West Africa was a weekly news magazine published in London between 1917 and 2004.

==History==
A magazine with the name West Africa, started by E. D. Morel, had been published between 1903 and 1906. The title was revived on 3 February 1917 from offices in Fleet Street, London, with the commercial backing of Elder Dempster Shipping Line and the trading company John Holt. It was to appear weekly, initially at a price of sixpence per copy. Its first editorial explained the magazine's raison d'être:

The fabric of the British Empire is complex; but that proportion which constitutes West Africa is in important respects unique. It is that part of Africa nearest to Britain.
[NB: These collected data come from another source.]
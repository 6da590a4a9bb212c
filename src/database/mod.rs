/*!
 * Database module for persistent storage of dialogue lines and translations.
 *
 * This module provides SQLite-based persistence for:
 * - The glossary used for masking
 * - Imported dialogue lines with their masked source and translation
 * - Translation memory keyed by masked text and language pair
 */

pub mod schema;
pub mod connection;
pub mod repository;
pub mod models;

// Re-export main types
pub use connection::{DatabaseConnection, DatabaseStats};
pub use models::{DialogueRecord, DialogueStatus, MemoryRecord, NewDialogue};
pub use repository::Repository;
This is a factor the significance of which has not been fully appreciated until now, when it is clear to all who study maps and statistics that the commercial and food products of West Africa are vitally necessary to the Empire in war, and scarcely less so in peace.

The magazine was intended as "an open forum for the discussion of every question involving the welfare of the peoples of West Africa.... It offers itself as a friend to every cause which holds out a prospect of advancing the position of West Africa as a prosperous and contented member of the Empire...".

Having begun as a source of news about events and issues in the British colonies of West Africa as well as a link between the colonial power and its administrators in the field, for 80 years West Africa magazine was considered a major source of information about the region.

In the mid-1960s, the magazine was the target of a successful takeover bid by Cecil Harmsworth King's media empire. In 1978, it began to publish poetry and fiction by some of the continent's leading writers. The literary editor from 1978 was Robert Fraser, followed in 1981 by the Booker Prize-winning novelist Ben Okri. In 1993 a commemorative volume was published, entitled West Africa Over 75 Years: Selections from the Raw Material of History, edited by the magazine's then editor-in-chief, Kaye Whiteman, and researched by Kole Omotoso, Ferdinand Dennis and Alfred Zack-Williams.

Ownership of the magazine moved from Britain to the government-owned Daily Times of Nigeria. In 1999, West Africa was bought by the Graphic Corporation of Ghana, under the managing directorship of Kofi Badu.

When West Africa closed in 2004, several key members of its staff founded the weekly magazine Africa Week.

An incomplete run of the magazine is held by the University of London's School of Oriental and African Studies, and in several leading European and American university and college libraries.